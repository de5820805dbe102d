//! Image reference parsing.
//!
//! Turns user input such as `nginx`, `org/app:1.2` or `a/b/c:x` into a
//! repository path and a tag, following Docker Hub conventions:
//! a name without `/` lives under `library/`, and a missing tag means `latest`.

use crate::error::{Result, TagAliasError};
use std::fmt;
use std::str::FromStr;


/// Tag used when the reference does not carry one.
pub const DEFAULT_TAG: &str = "latest";

/// Namespace Docker Hub uses for official images.
pub const OFFICIAL_NAMESPACE: &str = "library";

/// A repository path plus tag, e.g. `library/nginx` and `1.25`.
#[derive(Debug, Clone, PartialEq, Eq, Hash)]
pub struct ImageReference {
    repository: String,
    tag: String,
}

impl FromStr for ImageReference {
    type Err = TagAliasError;

    fn from_str(s: &str) -> Result<Self> {
        let input = s.trim();
        if input.is_empty() {
            return Err(TagAliasError::validation("Image reference cannot be empty"));
        }

        let qualified = if input.contains('/') {
            input.to_string()
        } else {
            format!("{}/{}", OFFICIAL_NAMESPACE, input)
        };

        // A colon followed by a path separator is a registry port, not a tag.
        let (repository, tag) = match qualified.rsplit_once(':') {
            Some((repository, tag)) if !tag.contains('/') => (repository, tag),
            _ => (qualified.as_str(), DEFAULT_TAG),
        };

        if repository.split('/').any(str::is_empty) {
            return Err(TagAliasError::validation(format!(
                "Invalid image reference '{}': repository path has an empty name",
                input
            )));
        }

        let tag = if tag.is_empty() { DEFAULT_TAG } else { tag };

        Ok(Self {
            repository: repository.to_string(),
            tag: tag.to_string(),
        })
    }
}

impl fmt::Display for ImageReference {
    fn fmt(&self, f: &mut fmt::Formatter<'_>) -> fmt::Result {
        write!(f, "{}:{}", self.repository, self.tag)
    }
}

impl ImageReference {
    /// Returns the repository path (always at least one `/`-separated segment).
    pub fn repository(&self) -> &str {
        &self.repository
    }

    /// Returns the tag.
    pub fn tag(&self) -> &str {
        &self.tag
    }
}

Task to carry out:
How many of the listing's lines include "Result"? State only that number.

Exercise response:
3